**WORK REQUIRED:** Reproduce all the data, character for character.

__________

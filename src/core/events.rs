use chrono::{DateTime, Utc};
use serde::Serialize;
use std::time::Duration;
use tokio::sync::broadcast;

use crate::core::autorun::AutoRunSnapshot;
use crate::core::calendar::ScheduledRun;
use crate::core::jobs::Job;
use crate::core::jobs::store::JobSummary;

pub const EVENT_CHANNEL_CAPACITY: usize = 256;

/// Typed state-change events drained by the SSE broadcaster. Scheduling logic
/// publishes these; the transport layer never reaches into the core.
#[derive(Debug, Clone, Serialize)]
#[serde(tag = "event", rename_all = "snake_case")]
pub enum BusEvent {
    JobCreated { job: Job },
    JobStarted { job: Job },
    JobCompleted { job: Job },
    JobFailed { job: Job },
    JobCancelled { job: Job },
    JobsSnapshot { jobs: Vec<Job>, summary: JobSummary },
    AutoRunState { state: AutoRunSnapshot },
    SchedulerState { entries: Vec<ScheduledRun> },
    Heartbeat { at: DateTime<Utc> },
}

impl BusEvent {
    /// SSE event name for the `event:` field.
    pub fn name(&self) -> &'static str {
        match self {
            BusEvent::JobCreated { .. } => "job_created",
            BusEvent::JobStarted { .. } => "job_started",
            BusEvent::JobCompleted { .. } => "job_completed",
            BusEvent::JobFailed { .. } => "job_failed",
            BusEvent::JobCancelled { .. } => "job_cancelled",
            BusEvent::JobsSnapshot { .. } => "jobs_snapshot",
            BusEvent::AutoRunState { .. } => "autorun_state",
            BusEvent::SchedulerState { .. } => "scheduler_state",
            BusEvent::Heartbeat { .. } => "heartbeat",
        }
    }
}

/// Fan-out bus for all connected dashboard clients. Lagging receivers are
/// dropped by the broadcast channel; clients recover via the snapshot sent
/// on reconnect.
#[derive(Clone)]
pub struct EventBus {
    tx: broadcast::Sender<BusEvent>,
}

impl EventBus {
    pub fn new() -> Self {
        let (tx, _) = broadcast::channel(EVENT_CHANNEL_CAPACITY);
        Self { tx }
    }

    pub fn publish(&self, event: BusEvent) {
        // Send only fails when no client is connected.
        let _ = self.tx.send(event);
    }

    pub fn subscribe(&self) -> broadcast::Receiver<BusEvent> {
        self.tx.subscribe()
    }
}

impl Default for EventBus {
    fn default() -> Self {
        Self::new()
    }
}

/// Periodic heartbeat so clients and proxies can detect dead connections.
pub fn spawn_heartbeat(bus: EventBus, period: Duration) -> tokio::task::JoinHandle<()> {
    tokio::spawn(async move {
        let mut ticker = tokio::time::interval(period);
        ticker.set_missed_tick_behavior(tokio::time::MissedTickBehavior::Delay);
        loop {
            ticker.tick().await;
            bus.publish(BusEvent::Heartbeat { at: Utc::now() });
        }
    })
}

__________

**RESULT FOR THIS EXERCISE:**
filename src/core/events.rs
use chrono::{DateTime, Utc};
use serde::Serialize;
use std::time::Duration;
use tokio::sync::broadcast;

use crate::core::autorun::AutoRunSnapshot;
use crate::core::calendar::ScheduledRun;
use crate::core::jobs::Job;
use crate::core::jobs::store::JobSummary;

pub const EVENT_CHANNEL_CAPACITY: usize = 256;

/// Typed state-change events drained by the SSE broadcaster. Scheduling logic
/// publishes these; the transport layer never reaches into the core.
#[derive(Debug, Clone, Serialize)]
#[serde(tag = "event", rename_all = "snake_case")]
pub enum BusEvent {
    JobCreated { job: Job },
    JobStarted { job: Job },
    JobCompleted { job: Job },
    JobFailed { job: Job },
    JobCancelled { job: Job },
    JobsSnapshot { jobs: Vec<Job>, summary: JobSummary },
    AutoRunState { state: AutoRunSnapshot },
    SchedulerState { entries: Vec<ScheduledRun> },
    Heartbeat { at: DateTime<Utc> },
}

impl BusEvent {
    /// SSE event name for the `event:` field.
    pub fn name(&self) -> &'static str {
        match self {
            BusEvent::JobCreated { .. } => "job_created",
            BusEvent::JobStarted { .. } => "job_started",
            BusEvent::JobCompleted { .. } => "job_completed",
            BusEvent::JobFailed { .. } => "job_failed",
            BusEvent::JobCancelled { .. } => "job_cancelled",
            BusEvent::JobsSnapshot { .. } => "jobs_snapshot",
            BusEvent::AutoRunState { .. } => "autorun_state",
            BusEvent::SchedulerState { .. } => "scheduler_state",
            BusEvent::Heartbeat { .. } => "heartbeat",
        }
    }
}

/// Fan-out bus for all connected dashboard clients. Lagging receivers are
/// dropped by the broadcast channel; clients recover via the snapshot sent
/// on reconnect.
#[derive(Clone)]
pub struct EventBus {
    tx: broadcast::Sender<BusEvent>,
}

impl EventBus {
    pub fn new() -> Self {
        let (tx, _) = broadcast::channel(EVENT_CHANNEL_CAPACITY);
        Self { tx }
    }

    pub fn publish(&self, event: BusEvent) {
        // Send only fails when no client is connected.
        let _ = self.tx.send(event);
    }

    pub fn subscribe(&self) -> broadcast::Receiver<BusEvent> {
        self.tx.subscribe()
    }
}

impl Default for EventBus {
    fn default() -> Self {
        Self::new()
    }
}

/// Periodic heartbeat so clients and proxies can detect dead connections.
pub fn spawn_heartbeat(bus: EventBus, period: Duration) -> tokio::task::JoinHandle<()> {
    tokio::spawn(async move {
        let mut ticker = tokio::time::interval(period);
        ticker.set_missed_tick_behavior(tokio::time::MissedTickBehavior::Delay);
        loop {
            ticker.tick().await;
            bus.publish(BusEvent::Heartbeat { at: Utc::now() });
        }
    })
}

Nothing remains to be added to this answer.